Answer: Fuel-coolant interaction
- If magma rises into sea water slowly, even at temperatures of about 1200 degrees Celsius, a thin film of steam forms between the magma and water.
- This provides a layer of insulation to allow the outer surface of the magma to cool.
- But this process doesn’t work when magma is blasted out of the ground full of volcanic gas.
- When magma enters the water rapidly, any steam layers are quickly disrupted, bringing hot magma in direct contact with cold water.
- Volcano researchers call this ‘fuel-coolant interaction’ and it is akin to weapons-grade chemical explosions.
A chain reaction
- Extremely violent blasts tear the magma apart.
- A chain reaction begins, with new magma fragments exposing fresh hot interior surfaces to water, and the explosions repeat, ultimately jetting out volcanic particles and causing blasts with supersonic speeds.
How has it emerged out to be so big?
- The caldera is a crater-like depression around 5km across.
- Small eruptions (such as in 2009 and 2014/15) occur mainly at the edge of the caldera, but very big ones come from the caldera itself.
- These big eruptions are so large the top of the erupting magma collapses inward, deepening the caldera.

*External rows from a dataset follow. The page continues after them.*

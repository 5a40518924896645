use axum::extract::FromRef;
use jsonwebtoken::{decode, encode, Algorithm, DecodingKey, EncodingKey, Header, Validation};
use time::{Duration, OffsetDateTime};
use tracing::debug;
use uuid::Uuid;

use super::{
    claims::Claims,
    error::{AuthError, AuthResult},
};
use crate::{config::JwtConfig, state::AppState};

/// Fixed lifetime of every session token.
pub const TOKEN_TTL: Duration = Duration::hours(24);

const ALGORITHM: Algorithm = Algorithm::HS256;

/// Issues and validates HS256 session tokens.
///
/// Built once from [`JwtConfig`] at startup; cloning is cheap enough to hand
/// a copy to every request through `FromRef`.
#[derive(Clone)]
pub struct TokenService {
    encoding: EncodingKey,
    decoding: DecodingKey,
    validation: Validation,
    issuer: String,
    audience: String,
}

impl TokenService {
    pub fn new(cfg: &JwtConfig) -> Self {
        let mut validation = Validation::new(ALGORITHM);
        validation.set_issuer(std::slice::from_ref(&cfg.issuer));
        validation.set_audience(std::slice::from_ref(&cfg.audience));
        validation.set_required_spec_claims(&["exp", "sub", "iss", "aud"]);
        // Expiry is compared against an explicit clock in `validate_at`.
        validation.validate_exp = false;
        validation.leeway = 0;

        Self {
            encoding: EncodingKey::from_secret(cfg.secret.as_bytes()),
            decoding: DecodingKey::from_secret(cfg.secret.as_bytes()),
            validation,
            issuer: cfg.issuer.clone(),
            audience: cfg.audience.clone(),
        }
    }

    pub fn issue(&self, subject: Uuid) -> AuthResult<String> {
        self.issue_at(subject, OffsetDateTime::now_utc())
    }

    pub fn issue_at(&self, subject: Uuid, now: OffsetDateTime) -> AuthResult<String> {
        let exp = now + TOKEN_TTL;
        let claims = Claims {
            sub: subject,
            iat: now.unix_timestamp(),
            exp: exp.unix_timestamp(),
            iss: self.issuer.clone(),
            aud: self.audience.clone(),
        };
        let token = encode(&Header::new(ALGORITHM), &claims, &self.encoding)
            .map_err(|e| AuthError::Internal(anyhow::anyhow!("jwt encode: {e}")))?;
        debug!(user_id = %subject, "jwt signed");
        Ok(token)
    }

    pub fn validate(&self, token: &str) -> AuthResult<Uuid> {
        self.validate_at(token, OffsetDateTime::now_utc())
    }

    /// Checks signature, algorithm, issuer and audience, then expiry against `now`.
    pub fn validate_at(&self, token: &str, now: OffsetDateTime) -> AuthResult<Uuid> {
        let data = decode::<Claims>(token, &self.decoding, &self.validation).map_err(|e| {
            debug!(kind = ?e.kind(), "jwt rejected");
            AuthError::InvalidToken
        })?;

        let claims = data.claims;
        if now.unix_timestamp() >= claims.exp {
            debug!(user_id = %claims.sub, exp = claims.exp, "jwt expired");
            return Err(AuthError::ExpiredToken);
        }

        debug!(user_id = %claims.sub, "jwt verified");
        Ok(claims.sub)
    }
}

impl FromRef<AppState> for TokenService {
    fn from_ref(state: &AppState) -> Self {
        state.tokens.clone()
    }
}
use thiserror::Error;

/// Failures of the credential store and the token service.
///
/// The `Display` strings are what clients see, so they carry no detail
/// about which part of a credential or token was wrong.
#[derive(Debug, Error)]
pub enum AuthError {
    #[error("Username already registered")]
    DuplicateUser,

    /// Unknown username and wrong password both end up here.
    #[error("Invalid credentials")]
    InvalidCredentials,

    #[error("Invalid token")]
    InvalidToken,

    #[error("Token expired")]
    ExpiredToken,

    /// Storage, hashing or signing failure. Never an authentication verdict.
    #[error("Internal server error")]
    Internal(#[from] anyhow::Error),
}

pub type AuthResult<T> = Result<T, AuthError>;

- Looking at the chemistry of past eruptions, we now think the small eruptions represent the magma system slowly recharging itself to prepare for a big event.
What next?
- This latest eruption has stepped up the scale in terms of violence.
- Researchers are still in the middle of this major eruptive sequence and many aspects remain unclear, partly because the island is currently obscured by ash clouds.